WORK REQUEST
The answer must consist of every line below containing "PartialEq".

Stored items
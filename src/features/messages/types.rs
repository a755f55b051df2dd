use crate::app_lib::{AppError, json::string_or_number};
use serde::{Deserialize, Serialize};

/// Status value the inbox writes once a message is opened.
pub const READ: &str = "read";

#[derive(Clone, Debug, Default, PartialEq, Eq, Deserialize)]
pub struct ContactMessage {
    #[serde(rename = "_id", alias = "id")]
    pub id: String,
    #[serde(default, deserialize_with = "string_or_number")]
    pub name: String,
    #[serde(default, deserialize_with = "string_or_number")]
    pub email: String,
    #[serde(default, deserialize_with = "string_or_number")]
    pub phone_number: String,
    #[serde(default, deserialize_with = "string_or_number")]
    pub subject: String,
    #[serde(default, deserialize_with = "string_or_number")]
    pub message: String,
    #[serde(default, deserialize_with = "string_or_number")]
    pub status: String,
    #[serde(default, alias = "createdAt", deserialize_with = "string_or_number")]
    pub created: String,
}

impl ContactMessage {
    pub fn is_read(&self) -> bool {
        self.status.eq_ignore_ascii_case(READ)
    }

    pub fn initial(&self) -> String {
        self.name
            .trim()
            .chars()
            .next()
            .map_or_else(|| "?".to_string(), |letter| letter.to_uppercase().collect())
    }
}

#[derive(Deserialize)]
pub(crate) struct MessageList {
    #[serde(default)]
    pub messages: Vec<ContactMessage>,
}

/// Public contact form.
#[derive(Clone, Debug, Default, PartialEq, Eq, Serialize)]
pub struct ContactForm {
    pub name: String,
    pub email: String,
    pub subject: String,
    pub message: String,
}

impl ContactForm {
    pub fn validate(&self) -> Result<(), AppError> {
        let fields = [&self.name, &self.email, &self.subject, &self.message];
        if fields.iter().any(|value| value.trim().is_empty()) {
            return Err(AppError::Config("Please fill in all fields.".to_string()));
        }
        if !self.email.contains('@') {
            return Err(AppError::Config("Please enter a valid email.".to_string()));
        }
        Ok(())
    }
}

/// Marks `id` as read in a local list, returning whether anything changed.
pub fn mark_read_locally(messages: &mut [ContactMessage], id: &str) -> bool {
    match messages.iter_mut().find(|message| message.id == id) {
        Some(message) if !message.is_read() => {
            message.status = READ.to_string();
            true
        }
        _ => false,
    }
}

pub fn unread_count(messages: &[ContactMessage]) -> usize {
    messages.iter().filter(|message| !message.is_read()).count()
}

#[cfg(test)]
mod tests {
    use super::{ContactForm, ContactMessage, mark_read_locally, unread_count};

    fn message(id: &str, status: &str) -> ContactMessage {
        ContactMessage {
            id: id.to_string(),
            name: "nour".to_string(),
            status: status.to_string(),
            ..ContactMessage::default()
        }
    }

    #[test]
    fn marking_read_only_changes_unread_messages() {
        let mut inbox = vec![message("m1", "unread"), message("m2", "read")];

        assert!(mark_read_locally(&mut inbox, "m1"));
        assert!(!mark_read_locally(&mut inbox, "m1"));
        assert!(!mark_read_locally(&mut inbox, "m2"));
        assert!(!mark_read_locally(&mut inbox, "missing"));
        assert_eq!(unread_count(&inbox), 0);
    }

    #[test]
    fn initial_is_uppercase() {
        assert_eq!(message("m1", "").initial(), "N");
        assert_eq!(ContactMessage::default().initial(), "?");
    }

    #[test]
    fn contact_form_requires_every_field() {
        let mut form = ContactForm {
            name: "Nour".to_string(),
            email: "nour@mail.test".to_string(),
            subject: "Volunteering".to_string(),
            message: "How can I help?".to_string(),
        };
        assert!(form.validate().is_ok());

        form.subject = "  ".to_string();
        assert!(form.validate().is_err());
    }
}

ANSWER FOR THE TASK
#[derive(Clone, Debug, Default, PartialEq, Eq, Deserialize)]
#[derive(Clone, Debug, Default, PartialEq, Eq, Serialize)]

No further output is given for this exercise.